The chronic use of drugs that reduce the dopaminergic neurotransmission can cause a hyperkinetic movement disorder called tardive dyskinesia (TD). The pathophysiology of this disorder is not entirely understood but could involve oxidative and neuroinflammatory mechanisms. Cannabidiol (CBD), the major non-psychotomimetic compound present in Cannabis sativa plant, could be a possible therapeutic alternative for TD. This phytocannabinoid shows antioxidant, anti-inflammatory and antipsychotic properties and decreases the acute motor effects of classical antipsychotics. The present study investigated if CBD would attenuate orofacial dyskinesia, oxidative stress and inflammatory changes induced by chronic administration of haloperidol in mice. Furthermore, we verified in vivo and in vitro (in primary microglial culture) whether these effects would be mediated by PPARγ receptors. The results showed that the male Swiss mice treated daily for 21 days with haloperidol develop orofacial dyskinesia. Daily CBD administration before each haloperidol injection prevented this effect. Mice treated with haloperidol showed an increase in microglial activation and inflammatory mediators in the striatum. These changes were also reduced by CBD. On the other hand, the levels of the anti-inflammatory cytokine IL-10 increased in the striatum of animals that received CBD and haloperidol. Regarding oxidative stress, haloperidol induced lipid peroxidation and reduced catalase activity. This latter effect was attenuated by CBD. The combination of CBD and haloperidol also increased PGC-1α mRNA expression, a co-activator of PPARγ receptors. Pretreatment with the PPARγ antagonist, GW9662, blocked the behavioural effect of CBD in our TD model. CBD also prevented LPS-stimulated microglial activation, an effect that was also antagonized by GW9662. In conclusion, our results suggest that CBD could prevent haloperidol-induced orofacial dyskinesia by activating PPARγ receptors and attenuating neuroinflammatory changes in the striatum.
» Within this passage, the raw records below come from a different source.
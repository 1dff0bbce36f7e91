use thiserror::Error;

/// Outcome of a reachability check that is not "has MX".
///
/// `Clone` because one outcome is shared by every coalesced caller and kept
/// in the cache entry.
#[derive(Debug, Error, Clone, PartialEq, Eq)]
pub enum MxError {
    #[error("domain is empty")]
    EmptyDomain,
    #[error("no MX records found")]
    NoMxRecords,
    #[error("too many lookups in flight")]
    TooManyLookups,
    #[error("MX check cancelled")]
    Cancelled,
    #[error("resolver initialization failed: {0}")]
    ResolverInit(String),
    #[error("MX lookup failed: {0}")]
    Lookup(String),
}

impl MxError {
    pub(crate) fn resolver_init(err: impl std::fmt::Display) -> Self {
        Self::ResolverInit(err.to_string())
    }

    pub(crate) fn lookup(err: impl std::fmt::Display) -> Self {
        Self::Lookup(err.to_string())
    }

    /// Durable answers about the domain, as opposed to transient conditions
    /// of this process (backpressure, cancellation).
    pub fn is_cacheable(&self) -> bool {
        matches!(self, Self::NoMxRecords)
    }
}
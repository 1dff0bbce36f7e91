mod domain;
mod fingerprint;
mod local;
mod parser;
mod types;
mod wire;

pub use fingerprint::{FINGERPRINT_LEN, Fingerprint};
pub use types::{Address, MAX_ADDRESS_LEN, ParseError, ParseMode, PrefixTag};
pub use wire::WireError;

use std::str::FromStr;

use crate::mx::{MxCache, MxError};

impl Address {
    /// Parses `raw`, keeping sub-address tags.
    pub fn new(raw: &str) -> Result<Self, ParseError> {
        parser::parse(raw, ParseMode::Full)
    }

    /// Parses `raw`, validating but discarding tags; no tag is allocated.
    pub fn new_fast(raw: &str) -> Result<Self, ParseError> {
        parser::parse(raw, ParseMode::Fast)
    }

    pub fn parse(raw: &str, mode: ParseMode) -> Result<Self, ParseError> {
        parser::parse(raw, mode)
    }

    /// Binary form; see [`Address::decode`].
    pub fn encode(&self) -> Vec<u8> {
        wire::encode(self)
    }

    pub fn decode(data: &[u8]) -> Result<Self, WireError> {
        wire::decode(data)
    }

    /// Digest of login and domain.
    pub fn hash(&self) -> Fingerprint {
        fingerprint::digest(self, false)
    }

    /// Digest of login, domain and tags.
    pub fn hash_full(&self) -> Fingerprint {
        fingerprint::digest(self, true)
    }

    /// Whether the domain accepts mail, answered through `cache`.
    pub async fn has_mx(&self, cache: &MxCache) -> Result<(), MxError> {
        cache.check(&self.domain).await
    }
}

impl FromStr for Address {
    type Err = ParseError;

    fn from_str(s: &str) -> Result<Self, Self::Err> {
        Self::new(s)
    }
}
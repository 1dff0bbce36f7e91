const MAX_LABEL_LEN: usize = 63;
const PUNYCODE_PREFIX: &[u8] = b"xn--";

#[inline]
fn is_alnum(b: u8) -> bool {
    b.is_ascii_lowercase() || b.is_ascii_digit()
}

#[inline]
fn is_label_char(b: u8) -> bool {
    is_alnum(b) || b == b'-'
}

/// One DNS label, already lowercased.
///
/// `xn--` labels only need `[a-z0-9-]` after the prefix; every other label
/// must also start and end with an alphanumeric.
pub(crate) fn is_valid_label(label: &[u8]) -> bool {
    if label.is_empty() || label.len() > MAX_LABEL_LEN {
        return false;
    }

    if let Some(rest) = label.strip_prefix(PUNYCODE_PREFIX) {
        if !rest.is_empty() {
            return rest.iter().copied().all(is_label_char);
        }
    }

    let (first, last) = (label[0], label[label.len() - 1]);
    if !is_alnum(first) || !is_alnum(last) {
        return false;
    }
    label.iter().copied().all(is_label_char)
}

pub(crate) fn is_valid_domain(domain: &[u8]) -> bool {
    !domain.is_empty() && domain.split(|&b| b == b'.').all(is_valid_label)
}
use std::fmt;

use super::MxError;

/// One mail exchanger, exchange name lowercased without the trailing dot.
#[cfg_attr(feature = "with-serde", derive(serde::Serialize, serde::Deserialize))]
#[derive(Debug, Clone, PartialEq, Eq, PartialOrd, Ord)]
pub struct MxRecord {
    pub preference: u16,
    pub exchange: String,
}

impl MxRecord {
    pub fn new(preference: u16, exchange: impl Into<String>) -> Self {
        Self {
            preference,
            exchange: exchange.into(),
        }
    }
}

impl fmt::Display for MxRecord {
    fn fmt(&self, f: &mut fmt::Formatter<'_>) -> fmt::Result {
        write!(f, "{}:{}", self.preference, self.exchange)
    }
}

#[cfg_attr(feature = "with-serde", derive(serde::Serialize, serde::Deserialize))]
#[derive(Debug, Clone, PartialEq, Eq)]
pub enum MxStatus {
    Records(Vec<MxRecord>),
    NoRecords,
}

impl MxStatus {
    /// Sorts by preference and drops duplicates; an empty set is `NoRecords`.
    pub fn from_records(mut records: Vec<MxRecord>) -> Self {
        records.sort();
        records.dedup();
        if records.is_empty() {
            Self::NoRecords
        } else {
            Self::Records(records)
        }
    }

    pub fn records(&self) -> &[MxRecord] {
        match self {
            Self::Records(records) => records.as_slice(),
            Self::NoRecords => &[],
        }
    }

    /// The cached reachability answer for this status.
    pub fn reachability(&self) -> Result<(), MxError> {
        match self {
            Self::Records(_) => Ok(()),
            Self::NoRecords => Err(MxError::NoMxRecords),
        }
    }
}
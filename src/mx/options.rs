use std::time::Duration;

use thiserror::Error;
use tokio::sync::Semaphore;

/// Tuning for [`MxCache`](super::MxCache). Read once at construction.
#[derive(Debug, Clone, PartialEq, Eq)]
pub struct MxCacheOptions {
    /// Lifetime of a "has MX" answer.
    pub positive_ttl: Duration,
    /// Lifetime of a "no MX" answer.
    pub negative_ttl: Duration,
    /// A positive entry read this close to expiry gets another `positive_ttl`.
    pub refresh_ahead: Duration,
    pub dns_timeout: Duration,
    /// Longest wait for a lookup slot. Must exceed `dns_timeout`.
    pub dns_burst_timeout: Duration,
    pub sweep_interval: Duration,
    /// Shard count is `2^(shard_exponent + 1)`; valid range `1..=31`.
    pub shard_exponent: u8,
    pub max_entries_per_shard: u32,
    pub max_concurrent_lookups: u32,
}

impl Default for MxCacheOptions {
    fn default() -> Self {
        Self {
            positive_ttl: Duration::from_secs(6 * 60 * 60),
            negative_ttl: Duration::from_secs(15 * 60),
            refresh_ahead: Duration::from_secs(10 * 60),
            dns_timeout: Duration::from_millis(400),
            dns_burst_timeout: Duration::from_secs(2),
            sweep_interval: Duration::from_secs(90),
            shard_exponent: 4,
            max_entries_per_shard: 10_000,
            max_concurrent_lookups: 250,
        }
    }
}

#[derive(Debug, Error, Clone, PartialEq, Eq)]
pub enum ConfigError {
    #[error("shard exponent {0} outside 1..=31")]
    ShardExponent(u8),
    #[error("burst timeout {burst:?} must be longer than DNS timeout {dns:?}")]
    BurstNotAboveDnsTimeout { dns: Duration, burst: Duration },
    #[error("concurrent lookup limit {0} is out of range")]
    ConcurrencyLimit(u32),
    #[error("sweep interval must be non-zero")]
    ZeroSweepInterval,
    #[error("MX cache must be created inside a Tokio runtime")]
    NoRuntime,
    #[error("system resolver configuration: {0}")]
    Resolver(String),
}

impl MxCacheOptions {
    pub fn validate(&self) -> Result<(), ConfigError> {
        if !(1..=31).contains(&self.shard_exponent) {
            return Err(ConfigError::ShardExponent(self.shard_exponent));
        }
        if self.shard_count().is_none() {
            return Err(ConfigError::ShardExponent(self.shard_exponent));
        }
        if self.dns_burst_timeout <= self.dns_timeout {
            return Err(ConfigError::BurstNotAboveDnsTimeout {
                dns: self.dns_timeout,
                burst: self.dns_burst_timeout,
            });
        }
        let limit = self.max_concurrent_lookups;
        let fits = isize::try_from(limit).is_ok()
            && usize::try_from(limit).is_ok_and(|l| l <= Semaphore::MAX_PERMITS);
        if limit == 0 || !fits {
            return Err(ConfigError::ConcurrencyLimit(limit));
        }
        if self.sweep_interval.is_zero() {
            return Err(ConfigError::ZeroSweepInterval);
        }
        Ok(())
    }

    /// `None` when the count does not fit the platform's `usize`.
    pub fn shard_count(&self) -> Option<usize> {
        1usize.checked_shl(u32::from(self.shard_exponent) + 1)
    }
}

#[cfg(test)]
mod tests {
    use super::*;

    #[test]
    fn defaults_are_valid() {
        let options = MxCacheOptions::default();
        options.validate().expect("defaults validate");
        assert_eq!(options.shard_count(), Some(32));
    }

    #[test]
    fn shard_exponent_bounds() {
        for exponent in [0, 32, 200] {
            let options = MxCacheOptions {
                shard_exponent: exponent,
                ..MxCacheOptions::default()
            };
            assert_eq!(options.validate(), Err(ConfigError::ShardExponent(exponent)));
        }
        let options = MxCacheOptions {
            shard_exponent: 1,
            ..MxCacheOptions::default()
        };
        assert_eq!(options.shard_count(), Some(4));
    }

    #[test]
    fn burst_must_exceed_dns_timeout() {
        let options = MxCacheOptions {
            dns_timeout: Duration::from_secs(2),
            dns_burst_timeout: Duration::from_secs(2),
            ..MxCacheOptions::default()
        };
        assert!(matches!(
            options.validate(),
            Err(ConfigError::BurstNotAboveDnsTimeout { .. })
        ));
    }

    #[test]
    fn zero_concurrency_rejected() {
        let options = MxCacheOptions {
            max_concurrent_lookups: 0,
            ..MxCacheOptions::default()
        };
        assert_eq!(options.validate(), Err(ConfigError::ConcurrencyLimit(0)));
    }

    #[cfg(target_pointer_width = "64")]
    #[test]
    fn full_u32_concurrency_fits_on_64_bit() {
        let options = MxCacheOptions {
            max_concurrent_lookups: u32::MAX,
            ..MxCacheOptions::default()
        };
        options.validate().expect("u32::MAX fits a 64-bit semaphore");
    }

    #[test]
    fn zero_sweep_interval_rejected() {
        let options = MxCacheOptions {
            sweep_interval: Duration::ZERO,
            ..MxCacheOptions::default()
        };
        assert_eq!(options.validate(), Err(ConfigError::ZeroSweepInterval));
    }
}
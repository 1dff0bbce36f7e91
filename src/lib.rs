#![forbid(unsafe_code)]
//! puremail: single-pass e-mail address parsing and a sharded MX reachability cache.

pub mod address;
pub use address::{
    Address, FINGERPRINT_LEN, Fingerprint, MAX_ADDRESS_LEN, ParseError, ParseMode, PrefixTag,
    WireError,
};

pub mod mx;
pub use mx::{
    ConfigError, LookupMx, MxCache, MxCacheOptions, MxError, MxRecord, MxStatus, SweepStats,
    check_mx,
};
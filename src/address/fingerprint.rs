use super::types::Address;

pub const FINGERPRINT_LEN: usize = 20;

/// Fixed-width content digest of an [`Address`].
pub type Fingerprint = [u8; FINGERPRINT_LEN];

pub(crate) fn digest(address: &Address, include_tags: bool) -> Fingerprint {
    let mut hasher = blake3::Hasher::new();
    hasher.update(address.login.as_bytes());
    hasher.update(b"@");
    hasher.update(address.domain.as_bytes());

    if include_tags {
        for tag in &address.tags {
            hasher.update(tag.text.as_bytes());
            hasher.update(&[tag.marker]);
        }
    }

    let mut out = [0u8; FINGERPRINT_LEN];
    hasher.finalize_xof().fill(&mut out);
    out
}
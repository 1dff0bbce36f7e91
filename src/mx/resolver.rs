use async_trait::async_trait;
use trust_dns_resolver::{
    TokioAsyncResolver,
    error::{ResolveError, ResolveErrorKind},
};

use super::{MxError, MxRecord, MxStatus};

/// Uncached MX lookup for `domain` using the system resolver.
///
/// The returned [`MxStatus`] contains the sorted list of records (ascending
/// preference). High-volume callers should go through
/// [`MxCache`](super::MxCache) instead.
pub async fn check_mx(domain: &str) -> Result<MxStatus, MxError> {
    let ascii = normalize_domain(domain)?;
    let resolver = system_resolver()?;
    resolve_with(&resolver, &ascii).await
}

/// Resolver built from the host's resolver configuration.
pub fn system_resolver() -> Result<TokioAsyncResolver, MxError> {
    TokioAsyncResolver::tokio_from_system_conf().map_err(MxError::resolver_init)
}

pub(crate) async fn resolve_with<R>(resolver: &R, ascii_domain: &str) -> Result<MxStatus, MxError>
where
    R: LookupMx + ?Sized,
{
    let records = resolver
        .lookup_mx(ascii_domain)
        .await
        .map_err(MxError::lookup)?;
    Ok(MxStatus::from_records(records))
}

pub(crate) fn normalize_domain(domain: &str) -> Result<String, MxError> {
    let trimmed = domain.trim().trim_end_matches('.');
    if trimmed.is_empty() {
        return Err(MxError::EmptyDomain);
    }
    Ok(trimmed.to_ascii_lowercase())
}

pub(crate) fn normalize_exchange(exchange: &str) -> String {
    exchange.trim_end_matches('.').to_ascii_lowercase()
}

/// The DNS seam of the crate. Implemented for trust-dns' Tokio resolver;
/// tests substitute their own.
///
/// "No records" answers should come back as `Ok(vec![])`, not as an error.
#[async_trait]
pub trait LookupMx: Send + Sync {
    async fn lookup_mx(&self, domain: &str) -> Result<Vec<MxRecord>, ResolveError>;
}

#[async_trait]
impl LookupMx for TokioAsyncResolver {
    async fn lookup_mx(&self, domain: &str) -> Result<Vec<MxRecord>, ResolveError> {
        let lookup = match TokioAsyncResolver::mx_lookup(self, domain).await {
            Ok(lookup) => lookup,
            Err(err) if matches!(err.kind(), ResolveErrorKind::NoRecordsFound { .. }) => {
                return Ok(Vec::new());
            }
            Err(err) => return Err(err),
        };
        Ok(lookup
            .iter()
            .map(|mx| MxRecord::new(mx.preference(), normalize_exchange(&mx.exchange().to_utf8())))
            .collect())
    }
}
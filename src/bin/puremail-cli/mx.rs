use std::sync::Arc;

use anyhow::{Context, Result};
use puremail::{Address, MxCache, MxCacheOptions, MxError};
use tokio::task::JoinSet;
use tokio_util::sync::CancellationToken;
use tracing::info;

#[cfg_attr(feature = "with-serde", derive(serde::Serialize))]
#[derive(Debug, Clone)]
pub struct MxSummary {
    pub reachable: bool,
    #[cfg_attr(feature = "with-serde", serde(skip_serializing_if = "Option::is_none"))]
    pub error: Option<String>,
}

impl MxSummary {
    pub fn from_result(result: &Result<(), MxError>) -> Self {
        match result {
            Ok(()) => Self {
                reachable: true,
                error: None,
            },
            Err(err) => Self {
                reachable: false,
                error: Some(err.to_string()),
            },
        }
    }

    pub fn human_summary(&self) -> String {
        match &self.error {
            None => "MX ok".to_string(),
            Some(error) => format!("MX: {error}"),
        }
    }
}

/// Checks every parsed address through one shared cache; the result vector
/// is aligned with `addresses`.
pub fn check_all(
    addresses: Vec<Option<Address>>,
    options: MxCacheOptions,
) -> Result<Vec<Option<MxSummary>>> {
    let runtime = tokio::runtime::Builder::new_multi_thread()
        .enable_all()
        .build()
        .context("start tokio runtime")?;

    runtime.block_on(async move {
        let cancel = CancellationToken::new();
        let cache = Arc::new(
            MxCache::with_system_resolver(options, &cancel).context("create MX cache")?,
        );

        let mut summaries = vec![None; addresses.len()];
        let mut tasks = JoinSet::new();
        for (index, address) in addresses.into_iter().enumerate() {
            let Some(address) = address else { continue };
            let cache = Arc::clone(&cache);
            tasks.spawn(async move {
                let result = address.has_mx(&cache).await;
                (index, MxSummary::from_result(&result))
            });
        }
        while let Some(joined) = tasks.join_next().await {
            let (index, summary) = joined.context("MX task failed")?;
            summaries[index] = Some(summary);
        }

        info!(domains = cache.len(), "MX checks finished");
        cache.shutdown().await;
        Ok(summaries)
    })
}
长期使用降低多巴胺能神经传递的药物会导致一种称为迟发性运动障碍(TD)的多动性运动障碍。这种疾病的病理生理学尚未完全了解,但可能涉及氧化和神经炎症机制。大麻素(CBD)是大麻植物中存在的主要非致幻化合物,可能是治疗 TD 的一种可行的治疗选择。这种植物大麻素具有抗氧化、抗炎和抗精神病特性,并降低经典抗精神病药的急性运动作用。本研究调查了 CBD 是否会减轻慢性给予氟哌啶醇引起的小鼠口面部运动障碍、氧化应激和炎症变化。此外,我们在体内和体外(在原代小胶质细胞培养物中)验证了这些作用是否由 PPARγ 受体介导。结果表明,每天用氟哌啶醇治疗 21 天的雄性瑞士小鼠会出现口面部运动障碍。在每次氟哌啶醇注射前给予 CBD 可预防这种作用。用氟哌啶醇治疗的小鼠在纹状体中显示小胶质细胞激活和炎症介质增加。这些变化也被 CBD 减少。另一方面,接受 CBD 和氟哌啶醇的动物纹状体中的抗炎细胞因子 IL-10 水平增加。关于氧化应激,氟哌啶醇诱导脂质过氧化并降低过氧化氢酶活性。这种后者的作用被 CBD 减弱。CBD 和氟哌啶醇的组合还增加了 PPARγ 受体的共激活因子 PGC-1α mRNA 的表达。用 PPARγ 拮抗剂 GW9662 预处理阻断了 CBD 在我们的 TD 模型中的行为作用。CBD 还阻止了 LPS 刺激的小胶质细胞激活,该作用也被 GW9662 拮抗。总之,我们的结果表明,CBD 通过激活 PPARγ 受体并减轻纹状体中的神经炎症变化,可预防氟哌啶醇引起的口面部运动障碍。